Leadership is idiosyncratic; no two leaders are exactly the same, and nor should they be.
When we teach people a series of leadership skills and techniques and ask them to get on with it, it’s really down to luck as to whether it’s a happy match or not. If we want to develop exceptional, authentic leaders, we must first connect them with what they have to bring to the leadership space.
To do this requires a three-pronged approach:
Deep self-knowledge allows us to show up and lead from an authentic place. It is the process of understanding ourselves deeply. To know what strengthens us, where our purpose lies and what our values system is. To be familiar with our thinking and behavioural patterns and the impact they have. The odd psychometric test and team building day doesn’t begin to cover it.

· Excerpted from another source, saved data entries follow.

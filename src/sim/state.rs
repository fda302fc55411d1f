//! Player character, session-scoped flags and per-step game events

use glam::Vec2;
use serde::{Deserialize, Serialize};

use super::entity::{EntityId, EntityKind};
use super::level::LevelId;
use crate::consts::*;
use crate::horizontal_direction;

/// Chicken collision half extents (the sprite polygon's bounding box)
pub const CHICKEN_HALF_EXTENTS: Vec2 = Vec2::new(2.8, 2.55);

/// The player-controlled chicken
#[derive(Debug, Clone, Serialize, Deserialize)]
pub struct Chicken {
    pub pos: Vec2,
    pub vel: Vec2,
    /// Horizontal walking speed held while walking (0 = standing)
    pub walk_speed: f32,
    /// Collected-item score
    pub credits: u32,
    /// Terminal failure
    pub roasted: bool,
    /// Resting on a solid body this step
    #[serde(default)]
    pub grounded: bool,
}

impl Chicken {
    pub fn new(pos: Vec2) -> Self {
        Self {
            pos,
            vel: Vec2::ZERO,
            walk_speed: 0.0,
            credits: 0,
            roasted: false,
            grounded: false,
        }
    }

    pub fn half_extents(&self) -> Vec2 {
        CHICKEN_HALF_EXTENTS
    }

    pub fn start_walking(&mut self, speed: f32) {
        self.walk_speed = speed;
        self.vel.x = speed;
    }

    pub fn stop_walking(&mut self) {
        self.walk_speed = 0.0;
        self.vel.x = 0.0;
    }

    /// Jump only when standing on something
    pub fn jump(&mut self, impulse: f32) -> bool {
        if !self.grounded || self.roasted {
            return false;
        }
        self.vel.y = impulse;
        self.grounded = false;
        true
    }

    /// Queen-egg launch: vertical speed replaced, horizontal kept
    pub fn bounce(&mut self) {
        self.vel = Vec2::new(self.vel.x, BOUNCE_SPEED);
        self.grounded = false;
    }

    /// Current horizontal direction of motion
    pub fn direction(&self) -> Vec2 {
        horizontal_direction(self.vel)
    }

    pub fn add_credits(&mut self, amount: u32) {
        self.credits += amount;
    }

    pub fn roast(&mut self) {
        self.roasted = true;
        self.walk_speed = 0.0;
    }
}

/// Flags that outlive a single level.
///
/// Owned by the session and threaded into each level; whether a reset clears
/// them is a session setting.
#[derive(Debug, Clone, Copy, Default, PartialEq, Eq, Serialize, Deserialize)]
pub struct SessionFlags {
    pub water_collected: bool,
    pub reward_collected: bool,
}

/// Sound cue attached to an event
#[derive(Debug, Clone, Copy, PartialEq, Eq, Serialize, Deserialize)]
pub enum Cue {
    Chirp,
    Cheer,
}

/// Why the chicken was roasted
#[derive(Debug, Clone, Copy, PartialEq, Eq, Serialize, Deserialize)]
pub enum RoastCause {
    Fire,
    TimeUp,
}

/// Something that happened during a simulation step
#[derive(Debug, Clone, PartialEq, Serialize, Deserialize)]
pub enum GameEvent {
    /// A credit-bearing item was collected
    Collected { kind: EntityKind, credits: u32 },
    /// The water bucket was picked up
    WaterCollected,
    /// A fire burned an egg
    EggBurned { id: EntityId },
    /// A fire absorbed a water hit without going out
    HazardHit { id: EntityId, hits: u8 },
    /// A fire was put out
    HazardExtinguished { id: EntityId, kind: EntityKind },
    /// The golden egg appeared
    RewardSpawned { pos: Vec2 },
    /// The chicken reached the level exit
    ReachedExit { level: LevelId },
    /// The chicken was roasted and the level stopped
    Roasted { cause: RoastCause },
    /// The golden egg was collected
    Won,
}

impl GameEvent {
    /// Sound cue to play for this event (if any)
    pub fn cue(&self) -> Option<Cue> {
        match self {
            GameEvent::Collected {
                kind: EntityKind::Egg,
                ..
            } => Some(Cue::Chirp),
            GameEvent::Collected { .. }
            | GameEvent::WaterCollected
            | GameEvent::HazardExtinguished { .. }
            | GameEvent::ReachedExit { .. }
            | GameEvent::Won => Some(Cue::Cheer),
            GameEvent::EggBurned { .. }
            | GameEvent::HazardHit { .. }
            | GameEvent::RewardSpawned { .. }
            | GameEvent::Roasted { .. } => None,
        }
    }
}

#[cfg(test)]
mod tests {
    use super::*;

    #[test]
    fn test_bounce_keeps_horizontal() {
        let mut chicken = Chicken::new(Vec2::ZERO);
        chicken.start_walking(-WALK_SPEED);
        chicken.vel.y = -4.0;
        chicken.bounce();
        assert_eq!(chicken.vel, Vec2::new(-WALK_SPEED, BOUNCE_SPEED));
    }

    #[test]
    fn test_jump_needs_ground() {
        let mut chicken = Chicken::new(Vec2::ZERO);
        assert!(!chicken.jump(JUMP_IMPULSE));
        chicken.grounded = true;
        assert!(chicken.jump(JUMP_IMPULSE));
        assert_eq!(chicken.vel.y, JUMP_IMPULSE);
        assert!(!chicken.grounded);
    }

    #[test]
    fn test_direction_follows_velocity() {
        let mut chicken = Chicken::new(Vec2::ZERO);
        assert_eq!(chicken.direction(), Vec2::ZERO);
        chicken.start_walking(WALK_SPEED);
        assert_eq!(chicken.direction(), Vec2::X);
        chicken.stop_walking();
        assert_eq!(chicken.direction(), Vec2::ZERO);
    }

    #[test]
    fn test_event_cues() {
        let egg = GameEvent::Collected {
            kind: EntityKind::Egg,
            credits: 1,
        };
        let queen = GameEvent::Collected {
            kind: EntityKind::QueenEgg,
            credits: 2,
        };
        assert_eq!(egg.cue(), Some(Cue::Chirp));
        assert_eq!(queen.cue(), Some(Cue::Cheer));
        assert_eq!(GameEvent::Won.cue(), Some(Cue::Cheer));
        assert_eq!(
            GameEvent::Roasted {
                cause: RoastCause::Fire
            }
            .cue(),
            None
        );
    }
}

There are some core skills, essential to everyone, that make a game-changing difference to the results we achieve. They are not tips and techniques – they are fundamental skills that are core to how we relate to ourselves and others. They govern how we build trust-based relationships, create teams, have authentic presence, master dialogue and stay well. It is this expertise that enables us to bring our full authentic selves to the leadership space.
A practice of self-mastery means recognising that we are wholly responsible for how we show up in the world. It is a commitment to lifelong learning with the understanding that there is always room for growth. Without this pivotal practice, all development risks being transitory, and the only direction we’ll ever be going is backwards.
Whether we are leading ourselves, a global corporation or a movement to create meaningful social change, these three principles are the foundation from which we can grow to be our full authentic selves.